Experts also advised that local authorities must be told about any elderly, disabled or bedridden people who might need emergency assistance. Find out where your community's emergency shelters are.
If you evacuate, Glatter said it's important to have a ready-made kit or "go bag," including extra eyeglasses, sanitized baby bottles and diapers. People with diabetes should keep extra insulin on hand and a ready supply of snacks in case their sugar levels drop, he said. Store insulin or any liquid antibiotics on ice or cold packs during power failures, he suggested.
To be on the safe side, assemble a one- to two-week supply of prescription medications, Glatter said. And "stay connected -- have a list of your doctors with their contact information."
Keep emergency phone numbers near every phone and in your cellphone "contacts" list.

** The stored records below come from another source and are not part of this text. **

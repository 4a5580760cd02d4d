use std::path::Path;
use std::sync::Mutex;

use rusqlite::{Connection, Transaction, TransactionBehavior};

use shared_config::AppConfig;

use super::{sqlite, DatabaseError};

/// Shared handle to the clinic database.
///
/// A single mutex-guarded connection serializes every writer, and write
/// operations run inside IMMEDIATE transactions, so status re-checks
/// (slot booking, overlap tests) observe a stable snapshot and exactly
/// one concurrent booking attempt can commit.
pub struct ClinicDb {
    conn: Mutex<Connection>,
}

impl ClinicDb {
    pub fn open(path: &Path) -> Result<Self, DatabaseError> {
        Ok(Self {
            conn: Mutex::new(sqlite::open_database(path)?),
        })
    }

    pub fn open_in_memory() -> Result<Self, DatabaseError> {
        Ok(Self {
            conn: Mutex::new(sqlite::open_memory_database()?),
        })
    }

    /// Run a read-only closure against the connection.
    pub fn read<T, E>(&self, f: impl FnOnce(&Connection) -> Result<T, E>) -> Result<T, E>
    where
        E: From<DatabaseError>,
    {
        let guard = self
            .conn
            .lock()
            .map_err(|_| DatabaseError::Connection("connection lock poisoned".to_string()))?;
        f(&guard)
    }

    /// Run a closure inside a single IMMEDIATE transaction. Commits when the
    /// closure returns Ok; any error rolls the whole transaction back, so a
    /// multi-record write is never partially visible.
    pub fn transaction<T, E>(&self, f: impl FnOnce(&Transaction) -> Result<T, E>) -> Result<T, E>
    where
        E: From<DatabaseError>,
    {
        let mut guard = self
            .conn
            .lock()
            .map_err(|_| DatabaseError::Connection("connection lock poisoned".to_string()))?;
        let tx = guard
            .transaction_with_behavior(TransactionBehavior::Immediate)
            .map_err(DatabaseError::from)?;
        let out = f(&tx)?;
        tx.commit().map_err(DatabaseError::from)?;
        Ok(out)
    }
}

/// Application state shared across all routers. Services hold their own
/// `Arc<ClinicDb>` clone, mirroring how handlers construct them per request.
pub struct AppState {
    pub config: AppConfig,
    pub db: std::sync::Arc<ClinicDb>,
}
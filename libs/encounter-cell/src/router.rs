// libs/encounter-cell/src/router.rs
use std::sync::Arc;

use axum::{
    middleware,
    routing::{get, post},
    Router,
};

use shared_database::AppState;
use shared_utils::extractor::auth_middleware;

use crate::handlers;

pub fn encounter_routes(state: Arc<AppState>) -> Router {
    let protected_routes = Router::new()
        .route(
            "/{appointment_id}/complete-visit",
            post(handlers::complete_visit),
        )
        .route("/{appointment_id}", get(handlers::appointment_detail))
        .route("/history/{patient_id}", get(handlers::patient_history))
        .layer(middleware::from_fn_with_state(state.clone(), auth_middleware));

    Router::new()
        .merge(protected_routes)
        .with_state(state)
}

"Have coins and cash available, too," Glatter said.
In terms of hurricane supplies, the U.S. Centers for Disease Control and Prevention suggested the following:
- Three to five days' worth of water, about five gallons per person, in clean containers and three to five days' worth of nonperishable food.
- Well-stocked first-aid kits for your home and car. The car also needs maps, food, blankets and basic tools such as pliers and tape.
- Charged cellphones, flashlights, a battery-powered radio and extra batteries.
- Extra blankets or sleeping bags.
- Soaps, toothpaste and other personal hygiene necessities. Also, paper towels or baby wipes for personal cleaning if showering or bathing isn't possible.
- Water-purifying supplies such as chlorine or iodine tablets or unscented household chlorine bleach.
- A fire extinguisher that all in the family know how to use.
But no matter how hard the winds howl, "Don't panic -- try to take things one step at a time," said Glatter. "Practice slow abdominal breathing if you feel overwhelmed during the storm."